Changes Missing Coverage	Covered Lines	Changed/Added Lines	%
executor/runtime/docker/docker_linux.go	0	5	0.0%
executor/runtime/docker/docker_image_pull.go	16	58	27.59%
executor/runtime/docker/docker_ssh.go	0	62	0.0%
executor/runtime/docker/docker.go	0	85	0.0%

Files with Coverage Reduction	New Missed Lines	%
executor/runtime/docker/docker.go	1	5.56%
executor/runtime/types/types.go	2	44.09%

Totals
Change from base Build 2367:	-0.1%
Covered Lines:	2501
Relevant Lines:	10969

💛 - Coveralls

sargun · 2018-11-08T01:21:25Z

@rgulewich this is ready-to-review.

gabrielhartmann · 2018-11-08T17:13:52Z

@sargun : could you please provide a little more description about what this PR does? For instance, does this intend to take care of the lifecycle of the systemd services you'll be launching or just provide the capability to launch these services?

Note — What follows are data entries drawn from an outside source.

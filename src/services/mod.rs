pub mod image_service;
pub mod local_store;
pub mod s3_store;
pub mod storage;
pub mod upload_service;
pub mod worker_service;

This commit adds an embedded ssh daemon per container. It uses an SSH configuration which runs on port 7522 (the configuration is currently embedded in the code). The configuration sets up some principals, based on conventions that our SSH CA uses to specify what account / app / instance a user has access to. The way it actually does this is by creating a Docker container, with a volume that has a relocatable SSH daemon installed within it. This Dockerfile is in the project. Once this volume is mounted within the container, the executor sets up the config file, the principals allowed, and copies the allowed CA list from the host to the container. After this is done, it starts up a templated systemd unit, called "titus-sshd", which performs a custom nsenter, and sets the apparmor profile of the SSH'd users to the same as the container.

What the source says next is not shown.